– Полагаю, немецкие самолеты должны беспокоить нас гораздо больше, – отмахнулся Горшков. – И они, по идее, должны были уже заметить наш переход и появиться, а их нет. Почему?

– Вероятно, мы вне радиуса действия их самолетов, – ответил Хилленкоттер. – Есть, конечно, шанс, что нас просто не заметили…

– Именно, товарищи! – перебил его Горшков. – И мы даже приблизительно не знаем, в каком направлении нам двигаться. А потому все-таки придется кого-то ловить, и желательно – не рыбаков.

– Предлагаете перехватить военный корабль?

– Почему же «перехватить»? Просто аккуратно выйти на связь, представиться и попросить поделиться информацией, – Горшков подошел к висящей на стене карте и провел по ней указкой. – Двигаемся как-то так, в стороне от морских путей, разведку и так предполагается вести постоянно, а как только она обнаружит подходящий корабль – отправляем пару эсминцев и приглашаем к нам. Именно приглашаем… Не думаю, что нам откажут.
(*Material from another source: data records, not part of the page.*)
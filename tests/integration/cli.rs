//! Command line smoke tests

use super::support::{list_page, job_ids, DetailResponder};
use assert_cmd::Command;
use predicates::prelude::*;
use wiremock::matchers::{path, path_regex, query_param};
use wiremock::{Mock, MockServer, ResponseTemplate};

fn cmd() -> Command {
    Command::cargo_bin("job-listing-downloader").unwrap()
}

#[test]
fn test_help_lists_search() {
    cmd()
        .arg("--help")
        .assert()
        .success()
        .stdout(predicate::str::contains("search"));
}

#[test]
fn test_search_help_lists_flags() {
    cmd()
        .args(["search", "--help"])
        .assert()
        .success()
        .stdout(predicate::str::contains("--keyword"))
        .stdout(predicate::str::contains("--max-results"))
        .stdout(predicate::str::contains("--json"));
}

#[test]
fn test_invalid_sort_mode_is_rejected() {
    cmd()
        .args(["search", "--keyword", "rust", "--sort", "popularity"])
        .assert()
        .failure()
        .stderr(predicate::str::contains("Invalid sort mode"));
}

#[test]
fn test_zero_max_results_is_rejected() {
    cmd()
        .args(["search", "--keyword", "rust", "--max-results", "0"])
        .assert()
        .failure()
        .stderr(predicate::str::contains("at least 1"));
}

#[tokio::test(flavor = "multi_thread", worker_threads = 2)]
async fn test_search_prints_json_document() {
    let server = MockServer::start().await;
    Mock::given(path("/jobs/search/list"))
        .respond_with(ResponseTemplate::new(200).set_body_json(list_page(2, &job_ids(0, 2))))
        .mount(&server)
        .await;
    Mock::given(path_regex(r"^/job/ajax/content/[^/]+$"))
        .respond_with(DetailResponder)
        .mount(&server)
        .await;

    let origin = server.uri();
    let output = tokio::task::spawn_blocking(move || {
        cmd()
            .args([
                "search",
                "--keyword",
                "rust",
                "--max-results",
                "2",
                "--json",
                "--no-progress",
                "--origin",
                origin.as_str(),
            ])
            .output()
            .unwrap()
    })
    .await
    .unwrap();

    assert!(output.status.success());
    let document: serde_json::Value = serde_json::from_slice(&output.stdout).unwrap();
    assert_eq!(document["list"].as_array().unwrap().len(), 2);
    assert_eq!(document["details"].as_array().unwrap().len(), 2);
    assert_eq!(document["errors"], serde_json::json!([]));
}

#[tokio::test(flavor = "multi_thread", worker_threads = 2)]
async fn test_search_prints_summary_by_default() {
    let server = MockServer::start().await;
    Mock::given(path("/jobs/search/list"))
        .respond_with(ResponseTemplate::new(200).set_body_json(list_page(3, &job_ids(0, 3))))
        .mount(&server)
        .await;
    Mock::given(path_regex(r"^/job/ajax/content/"))
        .respond_with(ResponseTemplate::new(500))
        .mount(&server)
        .await;

    let origin = server.uri();
    let assert = tokio::task::spawn_blocking(move || {
        cmd()
            .args(["search", "--keyword", "rust", "--max-results", "3", "--origin"])
            .arg(origin)
            .arg("--no-progress")
            .assert()
    })
    .await
    .unwrap();

    assert
        .success()
        .stdout(predicate::str::contains("Listings: 3"))
        .stdout(predicate::str::contains("Failed requests: 3"));
}

#[tokio::test(flavor = "multi_thread", worker_threads = 2)]
async fn test_empty_keyword_searches_by_filters() {
    let server = MockServer::start().await;
    Mock::given(path("/jobs/search/list"))
        .and(query_param("keyword", ""))
        .and(query_param("area", "6001001000"))
        .respond_with(ResponseTemplate::new(200).set_body_json(list_page(1, &job_ids(0, 1))))
        .expect(1)
        .mount(&server)
        .await;
    Mock::given(path_regex(r"^/job/ajax/content/[^/]+$"))
        .respond_with(DetailResponder)
        .mount(&server)
        .await;

    let origin = server.uri();
    let output = tokio::task::spawn_blocking(move || {
        cmd()
            .args([
                "search",
                "--keyword",
                "",
                "--filter",
                "area=6001001000",
                "--max-results",
                "1",
                "--json",
                "--no-progress",
                "--origin",
                origin.as_str(),
            ])
            .output()
            .unwrap()
    })
    .await
    .unwrap();

    assert!(output.status.success());
    let document: serde_json::Value = serde_json::from_slice(&output.stdout).unwrap();
    assert_eq!(document["list"].as_array().unwrap().len(), 1);
    assert_eq!(document["errors"], serde_json::json!([]));
}

#[test]
fn test_reserved_filter_key_is_rejected() {
    cmd()
        .args(["search", "--keyword", "rust", "--filter", "order=16"])
        .assert()
        .failure()
        .stderr(predicate::str::contains("--sort"));
}
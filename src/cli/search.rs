//! Search command implementation

use clap::{Parser, Subcommand};
use indicatif::{ProgressBar, ProgressStyle};
use std::net::SocketAddr;
use std::num::NonZeroU32;
use std::sync::{Arc, Mutex};
use tracing::{info, warn};

use crate::downloader::{Pipeline, PipelineConfig, PipelineOutcome, ProgressReporter, Stage};
use crate::fetcher::board_config::BOARD_ORIGIN;
use crate::query::{QuerySpec, SortDirection, SortMode, DIRECTION_PARAM, PAGE_PARAM, SORT_PARAM};
use crate::summary::ListingSummary;

use super::CliError;

/// Most area codes the board accepts in one query
pub const MAX_AREA_CODES: usize = 10;

/// Most industry codes the board accepts in one query
pub const MAX_INDUSTRY_CODES: usize = 5;

/// Query keys owned by the sort options and the pager
const RESERVED_FILTER_KEYS: [&str; 3] = [SORT_PARAM, DIRECTION_PARAM, PAGE_PARAM];

/// Parse and validate the result cap
fn parse_max_results(s: &str) -> Result<NonZeroU32, String> {
    let value: u32 = s
        .parse()
        .map_err(|_| format!("'{s}' is not a valid number"))?;
    NonZeroU32::new(value).ok_or_else(|| "max results must be at least 1".to_string())
}

/// Parse a `key=value` filter
fn parse_filter(s: &str) -> Result<(String, String), String> {
    let (key, value) = s
        .split_once('=')
        .ok_or_else(|| format!("Invalid filter: {s}. Expected key=value"))?;
    let key = key.trim();
    if key.is_empty() {
        return Err(format!("Invalid filter: {s}. Key must not be empty"));
    }
    if RESERVED_FILTER_KEYS.contains(&key) {
        return Err(format!(
            "Invalid filter: {s}. '{key}' is set by the downloader; use --sort and --ascending to order results"
        ));
    }
    Ok((key.to_string(), value.trim().to_string()))
}

/// Keep at most `max` codes, warning when some are dropped
fn clamp_codes<'a>(kind: &str, codes: &'a [String], max: usize) -> &'a [String] {
    if codes.len() > max {
        warn!(
            "{} {} codes given, only the first {} are used",
            codes.len(),
            kind,
            max
        );
        &codes[..max]
    } else {
        codes
    }
}

/// Job Listing Downloader CLI
#[derive(Parser, Debug)]
#[command(name = "job-listing-downloader")]
#[command(about = "Fetch job listings and their details from a job board search", long_about = None)]
#[command(version)]
pub struct Cli {
    /// Command to execute
    #[command(subcommand)]
    pub command: Commands,

    /// Serve Prometheus metrics on this address (e.g. 127.0.0.1:9000)
    #[arg(long, global = true)]
    pub metrics_addr: Option<SocketAddr>,

    /// Disable progress bars
    #[arg(long, global = true, default_value_t = false)]
    pub no_progress: bool,
}

/// CLI commands
#[derive(Subcommand, Debug)]
pub enum Commands {
    /// Search listings and fetch every listing's details
    Search(SearchArgs),
}

/// Search command arguments
#[derive(Parser, Debug)]
pub struct SearchArgs {
    /// Search keyword; leave empty to search by filters only
    #[arg(long, default_value = "")]
    pub keyword: String,

    /// Maximum number of listings to collect
    #[arg(long, default_value = "100", value_parser = parse_max_results)]
    pub max_results: NonZeroU32,

    /// Sort mode: relevance, experience, education, applicants, salary, or date
    #[arg(long, default_value = "relevance")]
    pub sort: SortMode,

    /// Sort ascending instead of descending
    #[arg(long, default_value_t = false)]
    pub ascending: bool,

    /// Extra query parameter (repeatable), e.g. --filter ro=0
    #[arg(long = "filter", value_parser = parse_filter)]
    pub filters: Vec<(String, String)>,

    /// Area code (repeatable, at most 10 used)
    #[arg(long = "area")]
    pub areas: Vec<String>,

    /// Industry category code (repeatable, at most 5 used)
    #[arg(long = "industry")]
    pub industries: Vec<String>,

    /// Print records and errors as one JSON object instead of the summary
    #[arg(long, default_value_t = false)]
    pub json: bool,

    /// Board origin
    #[arg(long, default_value = BOARD_ORIGIN)]
    pub origin: String,
}

impl SearchArgs {
    /// Build the query from the command line
    pub fn query_spec(&self) -> QuerySpec {
        let direction = if self.ascending {
            SortDirection::Ascending
        } else {
            SortDirection::Descending
        };

        let mut spec = QuerySpec::new(self.keyword.clone(), self.max_results)
            .with_sort(self.sort, direction);
        for (key, value) in &self.filters {
            spec = spec.with_filter(key.clone(), value.clone());
        }

        let areas = clamp_codes("area", &self.areas, MAX_AREA_CODES);
        if !areas.is_empty() {
            spec = spec.with_filter("area", areas.join(","));
        }
        let industries = clamp_codes("industry", &self.industries, MAX_INDUSTRY_CODES);
        if !industries.is_empty() {
            spec = spec.with_filter("indcat", industries.join(","));
        }
        spec
    }

    /// Execute the search
    pub async fn execute(&self, cli: &Cli) -> Result<(), CliError> {
        if let Some(addr) = cli.metrics_addr {
            crate::metrics::init_metrics(addr)
                .await
                .map_err(|e| CliError::ConfigurationError(e.to_string()))?;
        }

        let spec = self.query_spec();
        info!(
            keyword = spec.keyword(),
            max_results = spec.max_results(),
            sort = %spec.sort_mode(),
            "Starting search"
        );

        let mut pipeline = Pipeline::with_config(PipelineConfig::for_origin(&self.origin));
        if !cli.no_progress {
            pipeline = pipeline.with_progress(Arc::new(BarProgress::default()));
        }
        let outcome = pipeline.run(spec).await?;

        if self.json {
            println!("{}", render_json(&outcome)?);
        } else {
            print!("{}", ListingSummary::from_records(&outcome.list_records));
            println!();
            println!(
                "Details: {}  Failed requests: {}  Board total: {}",
                outcome.detail_records.len(),
                outcome.errors.len(),
                outcome.total_count
            );
            for failure in &outcome.errors {
                println!("  {failure}");
            }
        }
        Ok(())
    }
}

/// Render a run as `{ "list": [...], "details": [...], "errors": [...] }`
pub fn render_json(outcome: &PipelineOutcome) -> Result<String, CliError> {
    let document = serde_json::json!({
        "list": outcome.list_records,
        "details": outcome.detail_records,
        "errors": outcome.errors,
    });
    Ok(serde_json::to_string_pretty(&document)?)
}

// ─── Progress bar ────────────────────────────────────────────────────────────

/// Progress bar per stage, drawn on stderr
#[derive(Default)]
struct BarProgress {
    bar: Mutex<Option<ProgressBar>>,
}

fn create_progress_bar(stage: Stage, total: u64) -> ProgressBar {
    let pb = ProgressBar::new(total);
    let style = ProgressStyle::default_bar()
        .template("{spinner:.green} [{elapsed_precise}] [{bar:40.cyan/blue}] {pos}/{len} {msg}")
        .unwrap_or_else(|_| ProgressStyle::default_bar())
        .progress_chars("#>-");
    pb.set_style(style);
    pb.set_message(format!("{} {}", stage.label(), stage.unit()));
    pb
}

impl ProgressReporter for BarProgress {
    fn stage_started(&self, stage: Stage, total: u64) {
        if let Ok(mut slot) = self.bar.lock() {
            *slot = Some(create_progress_bar(stage, total));
        }
    }

    fn item_finished(&self, _stage: Stage) {
        if let Ok(slot) = self.bar.lock() {
            if let Some(pb) = slot.as_ref() {
                pb.inc(1);
            }
        }
    }

    fn stage_finished(&self, _stage: Stage) {
        if let Ok(mut slot) = self.bar.lock() {
            if let Some(pb) = slot.take() {
                pb.finish_and_clear();
            }
        }
    }
}
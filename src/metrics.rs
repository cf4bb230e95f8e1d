//! Request metrics for the fetch pipeline
//!
//! Uses the `metrics` facade, so every call is a no-op until a recorder is
//! installed. [`init_metrics`] installs the Prometheus exporter; the command
//! line enables it with `--metrics-addr`.

use metrics::{counter, describe_counter, describe_histogram, histogram, Unit};
use metrics_exporter_prometheus::PrometheusBuilder;
use once_cell::sync::Lazy;
use std::net::SocketAddr;
use std::sync::Arc;
use std::time::Instant;
use tokio::sync::RwLock;
use tracing::{debug, info};

/// Global metrics registry initialization flag
static METRICS_INITIALIZED: Lazy<Arc<RwLock<bool>>> = Lazy::new(|| Arc::new(RwLock::new(false)));

/// Initialize metrics with a Prometheus scrape endpoint
///
/// Idempotent: later calls return `Ok(())` without reinstalling.
///
/// # Errors
/// Returns an error if the exporter cannot bind `addr`
pub async fn init_metrics(addr: SocketAddr) -> Result<(), Box<dyn std::error::Error + Send + Sync>> {
    let mut initialized = METRICS_INITIALIZED.write().await;
    if *initialized {
        debug!("Metrics already initialized, skipping");
        return Ok(());
    }

    PrometheusBuilder::new()
        .with_http_listener(addr)
        .install()
        .map_err(|e| format!("Failed to install Prometheus exporter: {e}"))?;

    describe_counter!(
        "job_requests_total",
        Unit::Count,
        "Requests sent to the job board, by kind and outcome"
    );

    describe_histogram!(
        "job_request_duration_seconds",
        Unit::Seconds,
        "Request duration in seconds, by kind"
    );

    describe_counter!(
        "job_records_collected_total",
        Unit::Count,
        "Normalized records produced, by kind"
    );

    *initialized = true;
    info!("Metrics system initialized on {}", addr);
    Ok(())
}

/// Check if the metrics exporter is installed
pub async fn is_initialized() -> bool {
    *METRICS_INITIALIZED.read().await
}

/// Kind of board request
#[derive(Debug, Clone, Copy, PartialEq, Eq, Hash)]
pub enum RequestKind {
    /// Search result page
    ListPage,
    /// Listing detail document
    Detail,
}

impl RequestKind {
    /// Metric label value
    pub fn as_str(&self) -> &'static str {
        match self {
            RequestKind::ListPage => "list_page",
            RequestKind::Detail => "detail",
        }
    }
}

/// Timing and outcome of one request
pub struct RequestMetrics {
    kind: RequestKind,
    start_time: Instant,
}

impl RequestMetrics {
    /// Start timing a request
    pub fn start(kind: RequestKind) -> Self {
        Self {
            kind,
            start_time: Instant::now(),
        }
    }

    /// Record a response with a status code
    pub fn record_complete(&self, status_code: u16) {
        let outcome = if (200..300).contains(&status_code) {
            "success".to_string()
        } else {
            format!("http_{status_code}")
        };
        self.record(outcome);
    }

    /// Record a transport failure
    pub fn record_network_error(&self) {
        self.record("network_error".to_string());
    }

    /// Record an undecodable body
    pub fn record_parse_error(&self) {
        self.record("parse_error".to_string());
    }

    fn record(&self, outcome: String) {
        let duration = self.start_time.elapsed();

        counter!(
            "job_requests_total",
            "kind" => self.kind.as_str(),
            "outcome" => outcome.clone(),
        )
        .increment(1);

        histogram!(
            "job_request_duration_seconds",
            "kind" => self.kind.as_str(),
        )
        .record(duration.as_secs_f64());

        debug!(
            kind = self.kind.as_str(),
            outcome = %outcome,
            duration_ms = duration.as_millis() as u64,
            "Request recorded"
        );
    }
}

/// Record how many normalized records a stage produced
pub fn record_records_collected(kind: RequestKind, count: usize) {
    counter!(
        "job_records_collected_total",
        "kind" => kind.as_str(),
    )
    .increment(count as u64);
}
//! Progress reporting hooks for the collectors
//!
//! The collectors report one tick per finished request. Reporters must be
//! cheap: they run inside the draining loop.

use std::fmt;
use std::sync::atomic::{AtomicU64, Ordering};

/// Collection stage
#[derive(Debug, Clone, Copy, PartialEq, Eq, Hash)]
pub enum Stage {
    /// Search result pages
    ListPages,
    /// Listing detail documents
    Details,
}

impl Stage {
    /// Human-friendly label
    pub fn label(&self) -> &'static str {
        match self {
            Stage::ListPages => "Fetching listing pages",
            Stage::Details => "Fetching listing details",
        }
    }

    /// Unit of one tick
    pub fn unit(&self) -> &'static str {
        match self {
            Stage::ListPages => "pages",
            Stage::Details => "listings",
        }
    }
}

impl fmt::Display for Stage {
    fn fmt(&self, f: &mut fmt::Formatter<'_>) -> fmt::Result {
        f.write_str(self.label())
    }
}

/// Observer of collection progress
pub trait ProgressReporter: Send + Sync {
    /// A stage starts with `total` requests
    fn stage_started(&self, _stage: Stage, _total: u64) {}

    /// One request of the stage finished, successfully or not
    fn item_finished(&self, _stage: Stage) {}

    /// The stage stopped consuming results
    fn stage_finished(&self, _stage: Stage) {}
}

/// Reporter that ignores everything
#[derive(Debug, Clone, Copy, Default)]
pub struct NoProgress;

impl ProgressReporter for NoProgress {}

/// Reporter that counts ticks per stage
#[derive(Debug, Default)]
pub struct CountingProgress {
    list_pages: AtomicU64,
    details: AtomicU64,
}

impl CountingProgress {
    /// Create a zeroed counter
    pub fn new() -> Self {
        Self::default()
    }

    /// Ticks recorded for a stage
    pub fn finished(&self, stage: Stage) -> u64 {
        self.counter(stage).load(Ordering::SeqCst)
    }

    fn counter(&self, stage: Stage) -> &AtomicU64 {
        match stage {
            Stage::ListPages => &self.list_pages,
            Stage::Details => &self.details,
        }
    }
}

impl ProgressReporter for CountingProgress {
    fn item_finished(&self, stage: Stage) {
        self.counter(stage).fetch_add(1, Ordering::SeqCst);
    }
}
Отказать в просьбе, подкрепленной полноценным флотом, смогло бы не всякое государство, но заострять на этом внимание никто не стал. В конце концов, силу не обязательно применять, иногда достаточно самого факта ее существования…

На этом совещание и закончилось. Флот направился на юг, держась в стороне от морских путей и выслав на разведку четыре пары самолетов, а разведка в это время ломала головы над весьма скудной информацией, имевшейся в ее распоряжении. Хорошо еще, что объем этой информации медленно, но верно рос… Но уж очень медленно. Хаецкий дорого бы дал за возможность получать фотографии по радио, но увы – телекамера была слишком громоздкой, чтобы поместиться на самолет, а то, что, в принципе, можно было поставить, не дало бы хоть сколь-нибудь качественного изображения. Приходилось ждать возвращения разведчиков и проявки пленок, и это раздражало, но пользы от словесных описаний было немного – тем более, что снижаться, чтобы рассмотреть что-нибудь, разведчикам не разрешалось.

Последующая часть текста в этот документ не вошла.